Records from a dataset

********

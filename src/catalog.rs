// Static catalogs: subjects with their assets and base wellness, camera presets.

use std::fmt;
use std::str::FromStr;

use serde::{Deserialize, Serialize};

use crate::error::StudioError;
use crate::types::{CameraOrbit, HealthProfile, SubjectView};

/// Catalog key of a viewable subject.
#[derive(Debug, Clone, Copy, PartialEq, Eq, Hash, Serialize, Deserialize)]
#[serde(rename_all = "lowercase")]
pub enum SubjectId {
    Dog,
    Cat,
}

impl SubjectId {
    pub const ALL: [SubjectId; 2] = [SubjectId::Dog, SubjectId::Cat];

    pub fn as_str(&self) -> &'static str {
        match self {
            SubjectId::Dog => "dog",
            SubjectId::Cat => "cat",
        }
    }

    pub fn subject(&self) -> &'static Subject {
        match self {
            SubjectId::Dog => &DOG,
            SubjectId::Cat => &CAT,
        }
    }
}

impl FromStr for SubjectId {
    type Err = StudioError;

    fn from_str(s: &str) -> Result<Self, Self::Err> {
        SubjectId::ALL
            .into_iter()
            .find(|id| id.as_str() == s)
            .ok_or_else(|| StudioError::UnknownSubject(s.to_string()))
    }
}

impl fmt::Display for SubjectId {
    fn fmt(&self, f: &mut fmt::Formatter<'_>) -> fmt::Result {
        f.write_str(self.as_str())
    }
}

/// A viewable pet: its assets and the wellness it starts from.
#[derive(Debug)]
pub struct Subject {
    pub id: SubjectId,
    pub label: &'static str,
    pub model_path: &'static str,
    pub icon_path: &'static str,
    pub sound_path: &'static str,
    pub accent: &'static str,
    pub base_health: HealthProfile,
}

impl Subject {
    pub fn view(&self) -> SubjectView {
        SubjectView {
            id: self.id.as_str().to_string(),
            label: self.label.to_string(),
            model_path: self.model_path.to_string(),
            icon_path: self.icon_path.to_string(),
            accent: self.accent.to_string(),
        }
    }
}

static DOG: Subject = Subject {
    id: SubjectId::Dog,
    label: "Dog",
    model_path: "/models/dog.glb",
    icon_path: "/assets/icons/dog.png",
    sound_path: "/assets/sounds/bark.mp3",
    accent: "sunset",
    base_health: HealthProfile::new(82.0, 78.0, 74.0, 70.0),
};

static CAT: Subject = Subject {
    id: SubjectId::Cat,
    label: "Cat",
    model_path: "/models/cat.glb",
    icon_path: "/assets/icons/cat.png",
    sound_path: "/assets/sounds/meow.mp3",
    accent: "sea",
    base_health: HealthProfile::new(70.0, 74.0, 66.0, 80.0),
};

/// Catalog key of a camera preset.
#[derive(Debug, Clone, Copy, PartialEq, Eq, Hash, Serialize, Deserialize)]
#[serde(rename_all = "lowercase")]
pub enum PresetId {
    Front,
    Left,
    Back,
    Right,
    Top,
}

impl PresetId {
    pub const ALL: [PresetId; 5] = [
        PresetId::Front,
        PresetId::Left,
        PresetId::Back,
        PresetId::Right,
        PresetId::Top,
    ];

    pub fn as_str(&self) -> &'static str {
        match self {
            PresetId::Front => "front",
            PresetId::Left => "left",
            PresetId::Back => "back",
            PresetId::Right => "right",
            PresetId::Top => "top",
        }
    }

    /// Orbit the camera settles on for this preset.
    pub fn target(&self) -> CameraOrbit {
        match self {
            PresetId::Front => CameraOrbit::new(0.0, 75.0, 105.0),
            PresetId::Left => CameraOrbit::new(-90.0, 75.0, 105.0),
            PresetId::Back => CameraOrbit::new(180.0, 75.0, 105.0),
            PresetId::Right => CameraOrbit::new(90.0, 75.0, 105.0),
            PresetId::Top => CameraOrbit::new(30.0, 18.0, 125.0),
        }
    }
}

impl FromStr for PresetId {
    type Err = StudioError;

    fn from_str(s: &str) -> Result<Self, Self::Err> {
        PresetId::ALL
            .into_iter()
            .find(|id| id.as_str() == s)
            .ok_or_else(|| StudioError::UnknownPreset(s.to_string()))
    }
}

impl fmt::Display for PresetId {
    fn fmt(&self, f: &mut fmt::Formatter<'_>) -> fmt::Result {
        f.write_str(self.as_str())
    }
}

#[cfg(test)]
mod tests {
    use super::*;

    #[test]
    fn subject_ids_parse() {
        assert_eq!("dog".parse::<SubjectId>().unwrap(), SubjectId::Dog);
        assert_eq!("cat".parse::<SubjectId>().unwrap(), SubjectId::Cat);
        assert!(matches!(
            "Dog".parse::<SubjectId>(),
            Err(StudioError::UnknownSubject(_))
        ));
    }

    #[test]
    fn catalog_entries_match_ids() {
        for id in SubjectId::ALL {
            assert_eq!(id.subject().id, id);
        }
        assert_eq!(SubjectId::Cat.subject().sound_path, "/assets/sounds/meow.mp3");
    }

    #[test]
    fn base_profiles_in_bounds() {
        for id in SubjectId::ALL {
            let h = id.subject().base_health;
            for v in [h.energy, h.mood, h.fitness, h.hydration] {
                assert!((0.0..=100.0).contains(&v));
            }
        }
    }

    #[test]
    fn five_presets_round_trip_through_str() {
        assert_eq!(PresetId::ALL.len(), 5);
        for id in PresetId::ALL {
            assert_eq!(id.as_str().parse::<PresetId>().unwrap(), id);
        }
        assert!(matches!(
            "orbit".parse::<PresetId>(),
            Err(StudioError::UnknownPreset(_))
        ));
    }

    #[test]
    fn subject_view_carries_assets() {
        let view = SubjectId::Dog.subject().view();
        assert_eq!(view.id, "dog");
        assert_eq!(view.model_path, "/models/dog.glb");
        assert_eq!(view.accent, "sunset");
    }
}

********

What you are asked to do:
Show all lines in the records above that hold "SubjectView".

Solution:
use crate::types::{CameraOrbit, HealthProfile, SubjectView};
    pub fn view(&self) -> SubjectView {
        SubjectView {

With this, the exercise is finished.